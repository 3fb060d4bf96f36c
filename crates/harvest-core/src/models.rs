use std::fmt;

use chrono::{DateTime, Utc};
use serde::{Deserialize, Serialize};
use sha2::{Digest, Sha256};

/// Stable identifier of one wiki page (the MediaWiki `pageid`).
#[derive(Debug, Clone, Copy, PartialEq, Eq, PartialOrd, Ord, Hash, Serialize, Deserialize)]
#[serde(transparent)]
pub struct PageId(pub u64);

impl fmt::Display for PageId {
    fn fmt(&self, f: &mut fmt::Formatter<'_>) -> fmt::Result {
        write!(f, "{}", self.0)
    }
}

/// A page to download, as produced by the page listing.
#[derive(Debug, Clone, PartialEq, Eq, Serialize, Deserialize)]
pub struct PageTask {
    pub page_id: PageId,
    pub title: String,
}

impl PageTask {
    pub fn new(page_id: u64, title: impl Into<String>) -> Self {
        Self {
            page_id: PageId(page_id),
            title: title.into(),
        }
    }
}

/// Position in the page listing.
///
/// `category` indexes the source's list of categories; `token` is the
/// continuation token within that category (`None` = from its start).
#[derive(Debug, Clone, Default, PartialEq, Eq, Serialize, Deserialize)]
pub struct ListCursor {
    pub category: usize,
    pub token: Option<String>,
}

impl ListCursor {
    pub fn start() -> Self {
        Self::default()
    }
}

impl fmt::Display for ListCursor {
    fn fmt(&self, f: &mut fmt::Formatter<'_>) -> fmt::Result {
        match &self.token {
            Some(token) => write!(f, "{}:{}", self.category, token),
            None => write!(f, "{}:start", self.category),
        }
    }
}

/// One batch of the page listing plus the cursor for the following batch.
#[derive(Debug, Clone, Default)]
pub struct PageListing {
    pub pages: Vec<PageTask>,
    /// `None` once the listing is exhausted.
    pub next: Option<ListCursor>,
}

/// Raw wikitext for one page, exactly as downloaded.
#[derive(Debug, Clone, PartialEq, Eq, Serialize, Deserialize)]
pub struct RawPage {
    pub page_id: PageId,
    pub title: String,
    pub text: String,
    pub fetched_at: DateTime<Utc>,
    /// SHA-256 of `text`
    pub content_hash: String,
}

impl RawPage {
    /// Build a raw page stamped with the current time.
    pub fn new(task: &PageTask, text: String) -> Self {
        Self::fetched_at(task, text, Utc::now())
    }

    pub fn fetched_at(task: &PageTask, text: String, fetched_at: DateTime<Utc>) -> Self {
        let content_hash = compute_hash(&text);
        Self {
            page_id: task.page_id,
            title: task.title.clone(),
            text,
            fetched_at,
            content_hash,
        }
    }
}

/// Compute a SHA-256 hash of a string, returned as 64-char hex.
pub fn compute_hash(content: &str) -> String {
    let mut hasher = Sha256::new();
    hasher.update(content.as_bytes());
    format!("{:x}", hasher.finalize())
}
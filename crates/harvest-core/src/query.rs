//! Filter expressions over stored records.
//!
//! A filter is a conjunction of clauses joined by `AND`:
//!
//! ```text
//! Gender=female
//! Class=fighter AND Level Rate=fast
//! Health>=1000 AND Faction=Darfari
//! ```
//!
//! Field names go through the same label dictionary as extraction.
//! Equality compares display text case-insensitively (full Unicode folding
//! through lowercase, not just ASCII); `>=`, `<=`, `>` and `<`
//! compare numerically and never match a value that is not a number.

use std::fmt;
use std::sync::LazyLock;

use regex::Regex;

use crate::entity::EntityRecord;
use crate::error::AppError;
use crate::schema::{EntityKind, Field, parse_number};

static AND_SPLIT: LazyLock<Regex> =
    LazyLock::new(|| Regex::new(r"(?i)\s+and\s+").expect("valid AND regex"));

/// Comparison operator of one clause.
#[derive(Debug, Clone, Copy, PartialEq, Eq)]
pub enum Op {
    Eq,
    Ge,
    Le,
    Gt,
    Lt,
}

impl Op {
    // Two-character operators must be tried before their one-character prefixes.
    const PARSE_ORDER: [Op; 5] = [Op::Ge, Op::Le, Op::Gt, Op::Lt, Op::Eq];

    pub fn as_str(&self) -> &'static str {
        match self {
            Op::Eq => "=",
            Op::Ge => ">=",
            Op::Le => "<=",
            Op::Gt => ">",
            Op::Lt => "<",
        }
    }

    pub fn is_numeric(&self) -> bool {
        !matches!(self, Op::Eq)
    }

    fn compare(&self, lhs: f64, rhs: f64) -> bool {
        match self {
            Op::Eq => lhs == rhs,
            Op::Ge => lhs >= rhs,
            Op::Le => lhs <= rhs,
            Op::Gt => lhs > rhs,
            Op::Lt => lhs < rhs,
        }
    }
}

/// `field op value`
#[derive(Debug, Clone, PartialEq)]
pub struct Clause {
    pub field: Field,
    pub op: Op,
    pub value: String,
}

impl Clause {
    fn parse(raw: &str) -> Result<Self, AppError> {
        let (pos, op) = raw
            .char_indices()
            .find_map(|(i, _)| {
                Op::PARSE_ORDER
                    .iter()
                    .find(|op| raw[i..].starts_with(op.as_str()))
                    .map(|op| (i, *op))
            })
            .ok_or_else(|| {
                AppError::QueryError(format!("Clause '{raw}' has no operator (=, >=, <=, >, <)"))
            })?;

        let label = raw[..pos].trim();
        let value = raw[pos + op.as_str().len()..]
            .trim()
            .trim_matches(|c| c == '"' || c == '\'')
            .trim();

        let field = Field::from_label(label)
            .ok_or_else(|| AppError::QueryError(format!("Unknown field '{label}'")))?;
        if value.is_empty() {
            return Err(AppError::QueryError(format!("Clause '{raw}' has no value")));
        }
        if op.is_numeric() && parse_number(value).is_none() {
            return Err(AppError::QueryError(format!(
                "'{value}' is not a number; {} compares numerically",
                op.as_str()
            )));
        }

        Ok(Self {
            field,
            op,
            value: value.to_string(),
        })
    }

    pub fn matches(&self, record: &EntityRecord) -> bool {
        let Some(actual) = record.text(self.field) else {
            return false;
        };
        match self.op {
            Op::Eq => actual.to_lowercase() == self.value.to_lowercase(),
            op => match (parse_number(&actual), parse_number(&self.value)) {
                (Some(lhs), Some(rhs)) => op.compare(lhs, rhs),
                _ => false,
            },
        }
    }
}

impl fmt::Display for Clause {
    fn fmt(&self, f: &mut fmt::Formatter<'_>) -> fmt::Result {
        write!(f, "{}{}{}", self.field.label(), self.op.as_str(), self.value)
    }
}

/// A conjunction of clauses. The empty filter matches every record.
#[derive(Debug, Clone, Default, PartialEq)]
pub struct Filter {
    pub clauses: Vec<Clause>,
}

impl Filter {
    pub fn all() -> Self {
        Self::default()
    }

    pub fn parse(input: &str) -> Result<Self, AppError> {
        let input = input.trim();
        if input.is_empty() {
            return Ok(Self::all());
        }
        let clauses = AND_SPLIT
            .split(input)
            .map(|part| Clause::parse(part.trim()))
            .collect::<Result<Vec<_>, _>>()?;
        Ok(Self { clauses })
    }

    /// Reject clauses on fields `kind` does not declare.
    pub fn check_kind(&self, kind: EntityKind) -> Result<(), AppError> {
        match self.clauses.iter().find(|c| !kind.has_field(c.field)) {
            Some(clause) => Err(AppError::QueryError(format!(
                "{kind} records have no '{}' field",
                clause.field.label()
            ))),
            None => Ok(()),
        }
    }

    pub fn matches(&self, record: &EntityRecord) -> bool {
        self.clauses.iter().all(|c| c.matches(record))
    }

    pub fn is_empty(&self) -> bool {
        self.clauses.is_empty()
    }
}

impl fmt::Display for Filter {
    fn fmt(&self, f: &mut fmt::Formatter<'_>) -> fmt::Result {
        for (i, clause) in self.clauses.iter().enumerate() {
            if i > 0 {
                write!(f, " AND ")?;
            }
            write!(f, "{clause}")?;
        }
        Ok(())
    }
}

# PROBLEM DETAILS
State how many lines of the data contain the word "PageTask". Nothing besides the number belongs in the reply.

# REPLY
5